Friday, October 23, 2015

The One-of-a-Kind Windmill in Salinas Valley

My Alphabe Thursday theme: Places I've Been

Back in March, the Husband and I stumbled upon an amazing landmark in Salinas, California, of which I think many people in our area are unaware. Standing on top of a historic mill on the Harden Estate in North Salinas was a Victorian mechanical wonder known as the Challenge Double Header Wind Engine. It's considered the only surviving windmill of its kind.


Wowza!

The Challenge Double Header Wind Engine was built in 1892 by Salinas Valley pioneer grain farmer and dairyman Duncan McKinnon. Back then, many called the machine's design  a "masterpiece in Victorian engineering". The wind engine has two 30-foot wind wheels that rotate in opposite directions. It also has two smaller wheels which rotate the wind engine so that it faces the wind.

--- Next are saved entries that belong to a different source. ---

// Copyright 2025-Present Datadog, Inc. https://www.datadoghq.com/
// SPDX-License-Identifier: Apache-2.0

//! Exporter configuration.
//!
//! Values come from a host-provided document (any serde format, keys in snake_case) or from
//! `MONITORING_EXPORTER_*` environment variables. Everything here is read-only once the
//! exporter is built.
//!
//! ```yaml
//! endpoint: http://collector:8080/ingest
//! logs_endpoint: https://logs.example.com/api/logs
//! timeout: 5s
//! headers:
//!   X-Api-Key: secret
//! retry:
//!   initial_backoff: 1s
//!   multiplier: 2.0
//!   max_backoff: 30s
//! queue:
//!   capacity: 1000
//!   num_workers: 10
//!   overflow_policy: drop_oldest
//! ```

use crate::errors::ConfigurationError;
use reqwest::header::{HeaderMap, HeaderName, HeaderValue};
use serde::Deserialize;
use std::collections::HashMap;
use std::env;
use std::str::FromStr;
use std::time::Duration;
use tracing::error;

pub const DEFAULT_ENDPOINT: &str = "http://127.0.0.1:8080/ingest";
pub const DEFAULT_TIMEOUT: Duration = Duration::from_secs(5);
pub const DEFAULT_QUEUE_CAPACITY: usize = 1000;
pub const DEFAULT_NUM_WORKERS: usize = 10;

const ENV_PREFIX: &str = "MONITORING_EXPORTER_";

#[derive(Clone, Debug, Deserialize, PartialEq)]
#[serde(default)]
pub struct ExporterConfig {
    /// Global base endpoint. `/v1/<signal>` is appended for signals without their own endpoint.
    pub endpoint: Option<String>,
    pub traces_endpoint: Option<String>,
    pub metrics_endpoint: Option<String>,
    pub logs_endpoint: Option<String>,
    /// Per-request timeout. Zero falls back to the 5s default.
    #[serde(with = "humantime_serde")]
    pub timeout: Duration,
    /// Extra request headers. They override the JSON defaults on collision.
    pub headers: HashMap<String, String>,
    pub retry: RetryPolicy,
    pub queue: QueueConfig,
    /// When set, bodies are zstd-compressed at this level and sent with `Content-Encoding: zstd`.
    pub compression_level: Option<i32>,
    pub https_proxy: Option<String>,
    /// Retry every non-2xx status, including 4xx client errors.
    pub retry_client_errors: bool,
}

impl Default for ExporterConfig {
    fn default() -> Self {
        Self {
            endpoint: Some(DEFAULT_ENDPOINT.to_string()),
            traces_endpoint: None,
            metrics_endpoint: None,
            logs_endpoint: None,
            timeout: DEFAULT_TIMEOUT,
            headers: HashMap::new(),
            retry: RetryPolicy::default(),
            queue: QueueConfig::default(),
            compression_level: None,
            https_proxy: None,
            retry_client_errors: false,
        }
    }
}

/// Backoff settings shared by the three signal pipelines.
#[derive(Clone, Debug, Deserialize, PartialEq)]
#[serde(default)]
pub struct RetryPolicy {
    #[serde(with = "humantime_serde")]
    pub initial_backoff: Duration,
    pub multiplier: f64,
    #[serde(with = "humantime_serde")]
    pub max_backoff: Duration,
    /// Jitter applied to every delay, as a fraction of it (0 disables jitter).
    pub randomization_factor: f64,
    /// Total attempts allowed for one payload, first attempt included.
    pub max_attempts: Option<u32>,
    /// Time budget measured from admission to the queue.
    #[serde(with = "humantime_serde")]
    pub max_elapsed_time: Option<Duration>,
}

impl Default for RetryPolicy {
    fn default() -> Self {
        Self {
            initial_backoff: Duration::from_secs(5),
            multiplier: 1.5,
            max_backoff: Duration::from_secs(30),
            randomization_factor: 0.5,
            max_attempts: None,
            max_elapsed_time: Some(Duration::from_secs(300)),
        }
    }
}

/// What to do when a signal queue is full.
#[derive(Clone, Copy, Debug, Default, Deserialize, PartialEq, Eq)]
#[serde(rename_all = "snake_case")]
pub enum OverflowPolicy {
    /// Wait until a slot frees up.
    Block,
    /// Reject the incoming payload.
    #[default]
    DropNewest,
    /// Evict the oldest queued payload to make room.
    DropOldest,
}

impl FromStr for OverflowPolicy {
    type Err = ConfigurationError;

    fn from_str(s: &str) -> Result<Self, Self::Err> {
        match s.trim().to_lowercase().replace('-', "_").as_str() {
            "block" => Ok(OverflowPolicy::Block),
            "drop_newest" => Ok(OverflowPolicy::DropNewest),
            "drop_oldest" => Ok(OverflowPolicy::DropOldest),
            other => Err(ConfigurationError::InvalidValue {
                field: "queue.overflow_policy",
                reason: format!("unknown policy '{other}', expected block, drop_newest or drop_oldest"),
            }),
        }
    }
}

#[derive(Clone, Debug, Deserialize, PartialEq)]
#[serde(default)]
pub struct QueueConfig {
    /// Payloads owned by one signal queue at once, in-flight ones included.
    pub capacity: usize,
    /// Concurrent deliveries per signal.
    pub num_workers: usize,
    pub overflow_policy: OverflowPolicy,
}

impl Default for QueueConfig {
    fn default() -> Self {
        Self {
            capacity: DEFAULT_QUEUE_CAPACITY,
            num_workers: DEFAULT_NUM_WORKERS,
            overflow_policy: OverflowPolicy::default(),
        }
    }
}

impl ExporterConfig {
    /// Builds a configuration from `MONITORING_EXPORTER_*` environment variables.
    pub fn from_env() -> Result<Self, ConfigurationError> {
        Self::from_lookup(|key| env::var(key).ok())
    }

    /// Same as [`ExporterConfig::from_env`] with an arbitrary variable source.
    pub fn from_lookup<F>(lookup: F) -> Result<Self, ConfigurationError>
    where
        F: Fn(&str) -> Option<String>,
    {
        let var = |name: &str| lookup(&format!("{ENV_PREFIX}{name}"));
        let mut config = Self::default();

        if let Some(endpoint) = var("ENDPOINT") {
            config.endpoint = Some(endpoint);
        }
        config.traces_endpoint = var("TRACES_ENDPOINT");
        config.metrics_endpoint = var("METRICS_ENDPOINT");
        config.logs_endpoint = var("LOGS_ENDPOINT");

        if let Some(timeout_ms) = var("TIMEOUT_MS") {
            let millis = parse_number::<u64>("timeout", &timeout_ms)?;
            config.timeout = Duration::from_millis(millis);
        }
        if let Some(headers) = var("HEADERS") {
            config.headers = parse_headers(&headers);
        }
        if let Some(capacity) = var("QUEUE_CAPACITY") {
            config.queue.capacity = parse_number("queue.capacity", &capacity)?;
        }
        if let Some(workers) = var("NUM_WORKERS") {
            config.queue.num_workers = parse_number("queue.num_workers", &workers)?;
        }
        if let Some(policy) = var("OVERFLOW_POLICY") {
            config.queue.overflow_policy = policy.parse()?;
        }
        if let Some(level) = var("COMPRESSION_LEVEL") {
            config.compression_level = Some(parse_number("compression_level", &level)?);
        }
        config.https_proxy = var("HTTPS_PROXY").or_else(|| lookup("HTTPS_PROXY"));
        if let Some(retry) = var("RETRY_CLIENT_ERRORS") {
            config.retry_client_errors = retry.to_lowercase() == "true";
        }

        config.validate()?;
        Ok(config)
    }

    /// Checks values that cannot be fixed up silently.
    pub fn validate(&self) -> Result<(), ConfigurationError> {
        if self.queue.capacity == 0 {
            return Err(ConfigurationError::InvalidValue {
                field: "queue.capacity",
                reason: "must be greater than 0".to_string(),
            });
        }
        if self.queue.num_workers == 0 {
            return Err(ConfigurationError::InvalidValue {
                field: "queue.num_workers",
                reason: "must be greater than 0".to_string(),
            });
        }
        if !self.retry.multiplier.is_finite() || self.retry.multiplier < 1.0 {
            return Err(ConfigurationError::InvalidValue {
                field: "retry.multiplier",
                reason: format!("must be at least 1.0, got {}", self.retry.multiplier),
            });
        }
        if !(0.0..=1.0).contains(&self.retry.randomization_factor) {
            return Err(ConfigurationError::InvalidValue {
                field: "retry.randomization_factor",
                reason: format!(
                    "must be within [0, 1], got {}",
                    self.retry.randomization_factor
                ),
            });
        }
        if self.retry.initial_backoff > self.retry.max_backoff {
            return Err(ConfigurationError::InvalidValue {
                field: "retry.initial_backoff",
                reason: "must not exceed retry.max_backoff".to_string(),
            });
        }
        if self.retry.max_attempts == Some(0) {
            return Err(ConfigurationError::InvalidValue {
                field: "retry.max_attempts",
                reason: "must be greater than 0".to_string(),
            });
        }
        self.header_map()?;
        Ok(())
    }

    /// Configured headers as HTTP header values.
    pub fn header_map(&self) -> Result<HeaderMap, ConfigurationError> {
        let mut headers = HeaderMap::with_capacity(self.headers.len());
        for (name, value) in &self.headers {
            let invalid = |reason: String| ConfigurationError::InvalidHeader {
                name: name.clone(),
                reason,
            };
            let header_name =
                HeaderName::from_bytes(name.as_bytes()).map_err(|e| invalid(e.to_string()))?;
            let header_value = HeaderValue::from_str(value).map_err(|e| invalid(e.to_string()))?;
            headers.insert(header_name, header_value);
        }
        Ok(headers)
    }

    /// Configured timeout, or the default when unset.
    #[must_use]
    pub fn effective_timeout(&self) -> Duration {
        if self.timeout.is_zero() {
            DEFAULT_TIMEOUT
        } else {
            self.timeout
        }
    }
}

fn parse_number<T: FromStr>(field: &'static str, raw: &str) -> Result<T, ConfigurationError>
where
    T::Err: std::fmt::Display,
{
    raw.trim()
        .parse::<T>()
        .map_err(|e| ConfigurationError::InvalidValue {
            field,
            reason: format!("'{raw}': {e}"),
        })
}

/// Parses `key=value` pairs separated by commas. Malformed pairs are logged and skipped.
fn parse_headers(raw: &str) -> HashMap<String, String> {
    let mut headers = HashMap::new();
    for pair in raw.split(',').map(str::trim).filter(|p| !p.is_empty()) {
        match pair.split_once('=') {
            Some((key, value)) if !key.trim().is_empty() => {
                headers.insert(key.trim().to_string(), value.trim().to_string());
            }
            _ => error!("Ignoring malformed header '{}', expected key=value", pair),
        }
    }
    headers
}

McKinnon decided to build the wind engine after seeing an advertisement. The man had vision. He used the wind engine to power his mill, a water pump, blacksmith shop, and carpentry shop. One source says that the wind engine was used until 1906 when electricity became available in the area. Another source says that the mill operation stopped around World War I.

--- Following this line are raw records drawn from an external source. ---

//! Mount session: typed commands out, decoded reports in.

use std::io;

use exos_protocol::{
    Command, DecodedFrame, Direction, EquatorialCoordinates, FrameCodec, GeographicCoordinates,
    RawFrame, SexagesimalAngle, RESP_POINTING_REPORT, RESP_SITE_LOCATION_REPORT,
};
use tracing::{debug, trace, warn};

use crate::transport::Transport;

/// Events produced by feeding received bytes into a session.
#[derive(Debug, Clone, PartialEq)]
pub enum MountEvent {
    /// Pointing-coordinate report.
    Pointing(EquatorialCoordinates),

    /// Site-location report.
    SiteLocation(GeographicCoordinates),

    /// Any other frame; recorded but not interpreted.
    Unhandled(DecodedFrame),
}

/// A command/report session with the mount controller.
///
/// The session owns the one receive buffer and is its sole consumer, so
/// reports are always produced in stream order. Commands are fire-and-forget:
/// encoding always succeeds, and when the transport is not connected the
/// frame is logged and dropped rather than treated as an error.
pub struct MountSession<T: Transport> {
    codec: FrameCodec,
    transport: T,
}

impl<T: Transport> MountSession<T> {
    /// Create a session over the given transport.
    pub fn new(transport: T) -> Self {
        MountSession {
            codec: FrameCodec::new(),
            transport,
        }
    }

    /// Get the underlying transport.
    pub fn transport(&self) -> &T {
        &self.transport
    }

    /// Get the underlying transport mutably.
    pub fn transport_mut(&mut self) -> &mut T {
        &mut self.transport
    }

    /// Encode a command and transmit it if the link is open.
    ///
    /// Returns the encoded frame either way, so callers can record what
    /// would have gone out.
    pub fn send(&mut self, command: &Command) -> io::Result<RawFrame> {
        let frame = command.encode();
        debug!("command 0x{:02X}, frame {:02X?}", command.code(), frame);

        if self.transport.is_connected() {
            self.transport.send(&frame)?;
        } else {
            trace!("transport not connected, frame not transmitted");
        }

        Ok(frame)
    }

    /// Slew to the equatorial coordinates provided.
    pub fn goto(&mut self, ra: SexagesimalAngle, dec: SexagesimalAngle) -> io::Result<RawFrame> {
        self.send(&Command::Goto { ra, dec })
    }

    /// Set the current pointing position without slewing.
    pub fn sync(&mut self, ra: SexagesimalAngle, dec: SexagesimalAngle) -> io::Result<RawFrame> {
        self.send(&Command::Sync { ra, dec })
    }

    /// Slew back to the park position.
    pub fn park(&mut self) -> io::Result<RawFrame> {
        self.send(&Command::Park)
    }

    /// Immediately stop slewing.
    pub fn stop_motion(&mut self) -> io::Result<RawFrame> {
        self.send(&Command::StopMotion)
    }

    /// End the serial session.
    pub fn disconnect(&mut self) -> io::Result<RawFrame> {
        self.send(&Command::Disconnect)
    }

    /// Request a site-location report.
    pub fn get_site_location(&mut self) -> io::Result<RawFrame> {
        self.send(&Command::GetSiteLocation)
    }

    /// Set the observation site location.
    pub fn set_site_location(
        &mut self,
        latitude: SexagesimalAngle,
        longitude: SexagesimalAngle,
    ) -> io::Result<RawFrame> {
        self.send(&Command::SetSiteLocation {
            latitude,
            longitude,
        })
    }

    /// Set date and time on the controller.
    pub fn set_date_time(
        &mut self,
        hours: u8,
        minutes: u8,
        seconds: u8,
        day: u8,
        month: u8,
        year: u16,
    ) -> io::Result<RawFrame> {
        self.send(&Command::SetDateTime {
            hours,
            minutes,
            seconds,
            day,
            month,
            year,
        })
    }

    /// Nudge the mount in a direction.
    pub fn move_direction(&mut self, direction: Direction) -> io::Result<RawFrame> {
        self.send(&Command::Move { direction })
    }

    /// Send an arbitrary command id and payload, for protocol exploration.
    pub fn fuzz(&mut self, command_id: u8, payload: [u8; 8]) -> io::Result<RawFrame> {
        self.send(&Command::Raw {
            command_id,
            payload,
        })
    }

    /// Append received bytes and return every event they complete.
    ///
    /// Call this from the transport's receive path whenever data arrives.
    /// Undecodable frames (aligned but carrying non-finite floats) are
    /// logged and skipped, matching the framer's silent-discard stance.
    pub fn feed(&mut self, data: &[u8]) -> Vec<MountEvent> {
        self.codec.push(data);
        self.collect(false)
    }

    /// Drain events a final time, releasing a trailing exactly-aligned frame
    /// the live gate would keep waiting on. For end-of-capture decoding.
    pub fn finish(&mut self) -> Vec<MountEvent> {
        self.collect(true)
    }

    fn collect(&mut self, at_end: bool) -> Vec<MountEvent> {
        let raw_frames = if at_end {
            self.codec.flush()
        } else {
            self.codec.drain()
        };

        let mut events = Vec::new();
        for raw in raw_frames {
            match DecodedFrame::decode(&raw) {
                Ok(frame) => events.push(route(frame)),
                Err(err) => warn!("dropping undecodable frame {raw:02X?}: {err}"),
            }
        }
        events
    }
}

fn route(frame: DecodedFrame) -> MountEvent {
    match frame.command_id {
        RESP_POINTING_REPORT => {
            trace!(
                "pointing report RA:{} DEC:{}",
                frame.equatorial.ra,
                frame.equatorial.dec
            );
            MountEvent::Pointing(frame.equatorial)
        }
        RESP_SITE_LOCATION_REPORT => {
            debug!(
                "site location LAT:{} LON:{}",
                frame.site.latitude, frame.site.longitude
            );
            MountEvent::SiteLocation(frame.site)
        }
        other => {
            debug!("unhandled frame id 0x{other:02X}");
            MountEvent::Unhandled(frame)
        }
    }
}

Nobody operated the windmill until 2006 when it was restored by the Harden Foundation, which is based on the Harden Estate (originally McKinnon's property).  The windmill is closed to the public, but people wishing to see it can make arrangements to tour it by contacting the Harden Foundation.  The Husband and I happened to be in luck that Spring afternoon. Joe Grainger, Executive Director of the Harden Foundation, generously gave us a tour of the inside of the mill.

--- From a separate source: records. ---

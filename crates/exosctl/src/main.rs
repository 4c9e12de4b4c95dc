//! Serial-protocol exploration console for the Exos II GoTo mount.
//!
//! Encodes every catalog command to its wire frame (printed as hex for
//! feeding a serial tool or a scripted transport), decodes captured
//! controller output, and carries a couple of helpers from the original
//! reverse-engineering workflow: arbitrary-frame fuzzing and float byte
//! inspection.

use clap::{Parser, Subcommand, ValueEnum};
use exos_mount::{ChannelTransport, MountEvent, MountSession};
use exos_protocol::{Direction, SexagesimalAngle};

#[derive(Parser)]
#[command(name = "exosctl", version, about)]
struct Cli {
    #[command(subcommand)]
    command: CliCommand,
}

/// Direction argument for the move command.
#[derive(Debug, Clone, Copy, ValueEnum)]
enum MoveDirection {
    East,
    West,
    North,
    South,
}

impl From<MoveDirection> for Direction {
    fn from(direction: MoveDirection) -> Self {
        match direction {
            MoveDirection::East => Direction::East,
            MoveDirection::West => Direction::West,
            MoveDirection::North => Direction::North,
            MoveDirection::South => Direction::South,
        }
    }
}

#[derive(Subcommand)]
enum CliCommand {
    /// Encode a GOTO (slew to coordinates) frame.
    Goto {
        /// Target right ascension as H:M:S, e.g. 5:35:17.
        #[arg(value_parser = parse_angle, allow_hyphen_values = true)]
        ra: SexagesimalAngle,
        /// Target declination as D:M:S, e.g. -5:23:28.
        #[arg(value_parser = parse_angle, allow_hyphen_values = true)]
        dec: SexagesimalAngle,
    },
    /// Encode a sync (set current position) frame.
    Sync {
        /// Current right ascension as H:M:S.
        #[arg(value_parser = parse_angle, allow_hyphen_values = true)]
        ra: SexagesimalAngle,
        /// Current declination as D:M:S.
        #[arg(value_parser = parse_angle, allow_hyphen_values = true)]
        dec: SexagesimalAngle,
    },
    /// Encode a park frame.
    Park,
    /// Encode a stop-motion frame.
    Stop,
    /// Encode a disconnect frame.
    Disconnect,
    /// Encode a site-location request frame.
    GetLocation,
    /// Encode a set-site-location frame.
    SetLocation {
        /// Site latitude as D:M:S.
        #[arg(value_parser = parse_angle, allow_hyphen_values = true)]
        latitude: SexagesimalAngle,
        /// Site longitude as D:M:S.
        #[arg(value_parser = parse_angle, allow_hyphen_values = true)]
        longitude: SexagesimalAngle,
    },
    /// Encode a set-date-time frame.
    SetDateTime {
        /// Hour of day.
        hours: u8,
        /// Minute.
        minutes: u8,
        /// Second.
        seconds: u8,
        /// Day of month.
        day: u8,
        /// Month (1-12).
        month: u8,
        /// Full year, e.g. 2024.
        year: u16,
    },
    /// Encode a movement nudge frame.
    Move {
        /// Direction to nudge.
        #[arg(value_enum)]
        direction: MoveDirection,
    },
    /// Encode an arbitrary frame, for probing unknown command ids.
    Fuzz {
        /// Command id byte, decimal or 0x-prefixed hex.
        #[arg(value_parser = parse_byte)]
        command_id: u8,
        /// All 8 payload bytes as hex, e.g. c8000000c8000000.
        #[arg(default_value = "0000000000000000", value_parser = parse_payload)]
        payload: Payload,
    },
    /// Decode a hex capture of controller output.
    Decode {
        /// Captured bytes as hex; whitespace is ignored.
        capture: Vec<String>,
    },
    /// Show the little-endian byte images of a float value.
    Float {
        /// Value to inspect.
        #[arg(allow_hyphen_values = true)]
        value: f32,
    },
}

/// Wrapper so clap can carry a fixed-size payload through value parsing.
#[derive(Debug, Clone)]
struct Payload([u8; 8]);

fn parse_angle(text: &str) -> Result<SexagesimalAngle, String> {
    let parts: Vec<&str> = text.split(':').collect();
    if parts.len() != 3 {
        return Err(format!("expected MAJOR:MIN:SEC, got '{text}'"));
    }

    let mut components = [0i32; 3];
    for (slot, part) in components.iter_mut().zip(&parts) {
        *slot = part
            .parse()
            .map_err(|_| format!("invalid component '{part}' in '{text}'"))?;
    }

    // The wire carries the sign of the whole value; spread a leading minus
    // over the sub-components so -5:23:28 means -(5h 23' 28'').
    let [major, mut minutes, mut seconds] = components;
    if text.trim_start().starts_with('-') {
        minutes = -minutes.abs();
        seconds = -seconds.abs();
    }

    Ok(SexagesimalAngle::new(major, minutes, seconds))
}

fn parse_byte(text: &str) -> Result<u8, String> {
    let parsed = match text.strip_prefix("0x").or_else(|| text.strip_prefix("0X")) {
        Some(hex_digits) => u8::from_str_radix(hex_digits, 16),
        None => text.parse(),
    };
    parsed.map_err(|_| format!("invalid byte value '{text}'"))
}

fn parse_payload(text: &str) -> Result<Payload, String> {
    let bytes = hex::decode(text).map_err(|err| format!("invalid payload hex: {err}"))?;
    if bytes.len() != 8 {
        return Err(format!("payload must be 8 bytes, got {}", bytes.len()));
    }
    let mut payload = [0u8; 8];
    payload.copy_from_slice(&bytes);
    Ok(Payload(payload))
}

fn print_frame(frame: &[u8]) {
    println!("{}", hex::encode_upper(frame));
}

fn print_event(event: &MountEvent) {
    match event {
        MountEvent::Pointing(coords) => {
            println!("pointing  RA {}  DEC {}", coords.ra, coords.dec);
        }
        MountEvent::SiteLocation(site) => {
            println!("location  LAT {}  LON {}", site.latitude, site.longitude);
        }
        MountEvent::Unhandled(frame) => {
            println!("{frame}");
        }
    }
}

fn main() {
    tracing_subscriber::fmt()
        .with_env_filter(tracing_subscriber::EnvFilter::from_default_env())
        .with_writer(std::io::stderr)
        .init();

    let cli = Cli::parse();

    // No device attached: the session computes and returns every frame
    // without transmitting, which is exactly what a console that prints hex
    // wants.
    let mut session = MountSession::new(ChannelTransport::disconnected());

    let result = match cli.command {
        CliCommand::Goto { ra, dec } => session.goto(ra, dec),
        CliCommand::Sync { ra, dec } => session.sync(ra, dec),
        CliCommand::Park => session.park(),
        CliCommand::Stop => session.stop_motion(),
        CliCommand::Disconnect => session.disconnect(),
        CliCommand::GetLocation => session.get_site_location(),
        CliCommand::SetLocation {
            latitude,
            longitude,
        } => session.set_site_location(latitude, longitude),
        CliCommand::SetDateTime {
            hours,
            minutes,
            seconds,
            day,
            month,
            year,
        } => session.set_date_time(hours, minutes, seconds, day, month, year),
        CliCommand::Move { direction } => session.move_direction(direction.into()),
        CliCommand::Fuzz {
            command_id,
            payload,
        } => session.fuzz(command_id, payload.0),

        CliCommand::Decode { capture } => {
            let joined: String = capture
                .join("")
                .chars()
                .filter(|c| !c.is_whitespace())
                .collect();
            let bytes = match hex::decode(&joined) {
                Ok(bytes) => bytes,
                Err(err) => {
                    eprintln!("error: invalid hex capture: {err}");
                    std::process::exit(1);
                }
            };

            let mut events = session.feed(&bytes);
            events.extend(session.finish());
            if events.is_empty() {
                eprintln!("no complete frames in capture ({} bytes)", bytes.len());
            }
            for event in &events {
                print_event(event);
            }
            return;
        }

        CliCommand::Float { value } => {
            println!("f32 {}", hex::encode_upper(value.to_le_bytes()));
            println!("f64 {}", hex::encode_upper((value as f64).to_le_bytes()));
            return;
        }
    };

    match result {
        Ok(frame) => print_frame(&frame),
        Err(err) => {
            eprintln!("error: {err}");
            std::process::exit(1);
        }
    }
}
//! Commands that can be sent to the mount controller.

use crate::constants::*;
use crate::frame::{coordinate_frame, date_time_frame, raw_frame, simple_frame, RawFrame};
use crate::types::SexagesimalAngle;

/// Slewing directions for the nudge commands.
#[derive(Debug, Clone, Copy, PartialEq, Eq)]
pub enum Direction {
    /// Nudge east.
    East,
    /// Nudge west.
    West,
    /// Nudge north.
    North,
    /// Nudge south.
    South,
}

impl Direction {
    /// Get the command id byte for this direction.
    pub fn code(&self) -> u8 {
        match self {
            Direction::East => CMD_MOVE_EAST,
            Direction::West => CMD_MOVE_WEST,
            Direction::North => CMD_MOVE_NORTH,
            Direction::South => CMD_MOVE_SOUTH,
        }
    }
}

/// Commands that can be sent to the mount controller.
///
/// The protocol has no acknowledgement; every command is fire-and-forget.
/// Range validation is the caller's responsibility (the codec does not clamp
/// minutes to [0, 59] or years to a century).
#[derive(Debug, Clone)]
pub enum Command {
    /// Slew to the equatorial coordinates provided ("GOTO").
    Goto {
        /// Target right ascension.
        ra: SexagesimalAngle,
        /// Target declination.
        dec: SexagesimalAngle,
    },

    /// Set the current pointing position without slewing.
    Sync {
        /// Current right ascension.
        ra: SexagesimalAngle,
        /// Current declination.
        dec: SexagesimalAngle,
    },

    /// Slew back to the park/initial position.
    Park,

    /// Immediately stop slewing.
    StopMotion,

    /// End the serial session.
    Disconnect,

    /// Request a site-location report.
    GetSiteLocation,

    /// Set the observation site location.
    SetSiteLocation {
        /// Site latitude.
        latitude: SexagesimalAngle,
        /// Site longitude.
        longitude: SexagesimalAngle,
    },

    /// Set date and time on the controller.
    SetDateTime {
        /// Hour of day.
        hours: u8,
        /// Minute.
        minutes: u8,
        /// Second.
        seconds: u8,
        /// Day of month.
        day: u8,
        /// Month (1-12).
        month: u8,
        /// Full year, e.g. 2024.
        year: u16,
    },

    /// Nudge the mount in a direction.
    Move {
        /// Direction to move.
        direction: Direction,
    },

    /// Arbitrary command id and payload, for protocol exploration.
    Raw {
        /// Command id byte.
        command_id: u8,
        /// All 8 payload bytes.
        payload: [u8; 8],
    },
}

impl Command {
    /// Get the command id byte for this command.
    pub fn code(&self) -> u8 {
        match self {
            Command::Goto { .. } => CMD_GOTO,
            Command::Sync { .. } => CMD_SYNC,
            Command::Park => CMD_PARK,
            Command::StopMotion => CMD_STOP_MOTION,
            Command::Disconnect => CMD_DISCONNECT,
            Command::GetSiteLocation => CMD_GET_SITE_LOCATION,
            Command::SetSiteLocation { .. } => CMD_SET_SITE_LOCATION,
            Command::SetDateTime { .. } => CMD_SET_DATE_TIME,
            Command::Move { direction } => direction.code(),
            Command::Raw { command_id, .. } => *command_id,
        }
    }

    /// Encode the command as a wire frame. Never fails.
    pub fn encode(&self) -> RawFrame {
        match self {
            Command::Goto { ra, dec } => coordinate_frame(CMD_GOTO, *ra, *dec),

            Command::Sync { ra, dec } => coordinate_frame(CMD_SYNC, *ra, *dec),

            Command::Park => simple_frame(CMD_PARK),

            Command::StopMotion => simple_frame(CMD_STOP_MOTION),

            Command::Disconnect => simple_frame(CMD_DISCONNECT),

            Command::GetSiteLocation => simple_frame(CMD_GET_SITE_LOCATION),

            // Site coordinates travel as the same float pair as pointing
            // coordinates, not as six raw component bytes.
            Command::SetSiteLocation {
                latitude,
                longitude,
            } => coordinate_frame(CMD_SET_SITE_LOCATION, *latitude, *longitude),

            Command::SetDateTime {
                hours,
                minutes,
                seconds,
                day,
                month,
                year,
            } => date_time_frame(*hours, *minutes, *seconds, *day, *month, *year),

            Command::Move { direction } => raw_frame(direction.code(), MOVE_COMMAND_PAYLOAD),

            Command::Raw {
                command_id,
                payload,
            } => raw_frame(*command_id, *payload),
        }
    }
}
//! Protocol error types.

use thiserror::Error;

/// Errors that can occur when working with the mount protocol.
#[derive(Error, Debug, Clone, PartialEq)]
pub enum ProtocolError {
    /// Frame is too short to be decoded.
    #[error("frame too short: expected at least {expected} bytes, got {actual}")]
    FrameTooShort {
        /// Expected minimum length.
        expected: usize,
        /// Actual length received.
        actual: usize,
    },

    /// Non-finite value fed to the coordinate codec.
    #[error("invalid coordinate value: {0}")]
    InvalidValue(f32),
}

The story of the restoration is amazing as well. In 2004, the wind engine was removed from the top of the mill and traveled across country to Bridgewater, Virginia where the restoration took place. To read about the restoration project, click here

I was astounded when I first looked up at the wind engine. I didn't think it was a windmill. Nope. Not at all. It reminded me of a Ferris Wheel, a clipper ship, and what I imagine Jule Verne's time machine ought to look like.  I wonder what John Steinbeck thought of it. What would you think it is if you didn't know it was a windmill?


A day late is better than not at all. To check out other posts of, or to participate in, Alphabe Thursday, hosted by the lovely Jenny Matlock, click here.

24 comments:

  1. Susie,

    I've never seen anything like this windmill. I'd never have guessed what it is. Yes, it looks more like a ferris wheel! We saw a modern wind farm when we were on holiday recently. Windmill design has certainly changed over the years. I'm going to follow your links. Thanks for sharing!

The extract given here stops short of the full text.